**Records for the task:**
###

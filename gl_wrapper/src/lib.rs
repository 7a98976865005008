pub mod context;
pub mod geometry;
pub mod headless;
pub mod native;
pub mod program;
pub mod renderer;

pub use context::Gl;
#![no_std]

extern crate alloc;

use serde::{Deserialize, Serialize};

pub use board::*;
pub use error::*;
pub use generator::*;
pub use solver::*;
pub use tile::*;
pub use types::*;

mod board;
mod error;
mod generator;
mod solver;
mod tile;
mod types;

/// Upper bound on the guaranteed mine-free zone around the start tile: the
/// tile itself plus a full Moore neighborhood.
pub(crate) const START_ZONE_CELLS: CellCount = 9;

#[derive(Copy, Clone, Debug, PartialEq, Eq, Serialize, Deserialize)]
pub struct GameConfig {
    pub size: Coord2,
    pub mines: CellCount,
}

impl GameConfig {
    pub const fn new(size: Coord2, mines: CellCount) -> Self {
        Self { size, mines }
    }

    pub const fn total_cells(&self) -> CellCount {
        mult(self.size.0, self.size.1)
    }

    /// Rejects configurations that random placement could never satisfy.
    /// The bound reserves a full start zone even though corner starts need
    /// less; placement itself carries an attempt cap for anything the fixed
    /// bound cannot see.
    pub fn validate(&self) -> Result<()> {
        if self.size.0 == 0 || self.size.1 == 0 {
            return Err(GameError::InvalidSize);
        }
        if self.mines.saturating_add(START_ZONE_CELLS) > self.total_cells() {
            return Err(GameError::TooManyMines);
        }
        Ok(())
    }
}
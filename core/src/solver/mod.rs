use alloc::vec::Vec;
use serde::{Deserialize, Serialize};

use crate::*;

mod counting;
mod elimination;

#[derive(Copy, Clone, Debug, PartialEq, Eq, Serialize, Deserialize)]
pub enum SolveOutcome {
    /// Every tile ended up opened or flagged.
    Won,
    /// No further deduction was possible; covered tiles remain.
    Stuck,
}

impl SolveOutcome {
    pub const fn is_won(self) -> bool {
        matches!(self, Self::Won)
    }
}

/// One driver-visible engine step, in execution order.
#[derive(Copy, Clone, Debug, PartialEq, Eq, Serialize, Deserialize)]
pub enum TraceStep {
    Counting { passes: u32, changes: usize },
    Elimination { flagged: usize },
}

/// Read-only counts handed to the progress callback after each counting
/// pass.
#[derive(Copy, Clone, Debug, PartialEq, Eq, Serialize, Deserialize)]
pub struct ProgressSnapshot {
    pub opened: CellCount,
    pub flagged: CellCount,
    pub covered: CellCount,
}

impl ProgressSnapshot {
    pub fn from_board(board: &Board) -> Self {
        Self {
            opened: board.opened_count(),
            flagged: board.flagged_count(),
            covered: board.covered_count(),
        }
    }
}

#[derive(Clone, Debug, PartialEq, Serialize, Deserialize)]
pub struct SolveReport {
    pub outcome: SolveOutcome,
    pub rounds: u32,
    /// Percentage of tiles no longer covered at the end of the run.
    pub exploration: f64,
    pub tiles_flagged: CellCount,
    pub total_mines: CellCount,
    pub trace: Vec<TraceStep>,
}

impl SolveReport {
    pub fn flag_accuracy(&self) -> f64 {
        if self.total_mines == 0 {
            1.0
        } else {
            f64::from(self.tiles_flagged) / f64::from(self.total_mines)
        }
    }
}

pub fn solve(board: &mut Board) -> SolveReport {
    solve_with_progress(board, |_| {})
}

/// Alternates the counting engine (run to its own fixpoint) with a single
/// elimination pass until a full round changes nothing, then reports the
/// terminal state. `on_pass` receives a count snapshot after every counting
/// pass; it never sees the grid itself.
pub fn solve_with_progress(
    board: &mut Board,
    mut on_pass: impl FnMut(ProgressSnapshot),
) -> SolveReport {
    let mut trace = Vec::new();
    let mut rounds = 0u32;

    loop {
        rounds += 1;

        let (passes, changes) = counting::run_to_fixpoint(board, &mut on_pass);
        trace.push(TraceStep::Counting { passes, changes });

        let flagged = elimination::run_once(board);
        trace.push(TraceStep::Elimination { flagged });

        log::debug!("round {rounds}: counting changed {changes}, elimination flagged {flagged}");
        if changes + flagged == 0 {
            break;
        }
    }

    let covered = board.covered_count();
    let exploration = 100.0 * (1.0 - f64::from(covered) / f64::from(board.total_cells()));
    let outcome = if covered == 0 {
        SolveOutcome::Won
    } else {
        SolveOutcome::Stuck
    };

    SolveReport {
        outcome,
        rounds,
        exploration,
        tiles_flagged: board.flagged_count(),
        total_mines: board.mine_count(),
        trace,
    }
}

###

The answer must be every line of the records that contains the word "crate".

extern crate alloc;
pub(crate) const START_ZONE_CELLS: CellCount = 9;
use crate::*;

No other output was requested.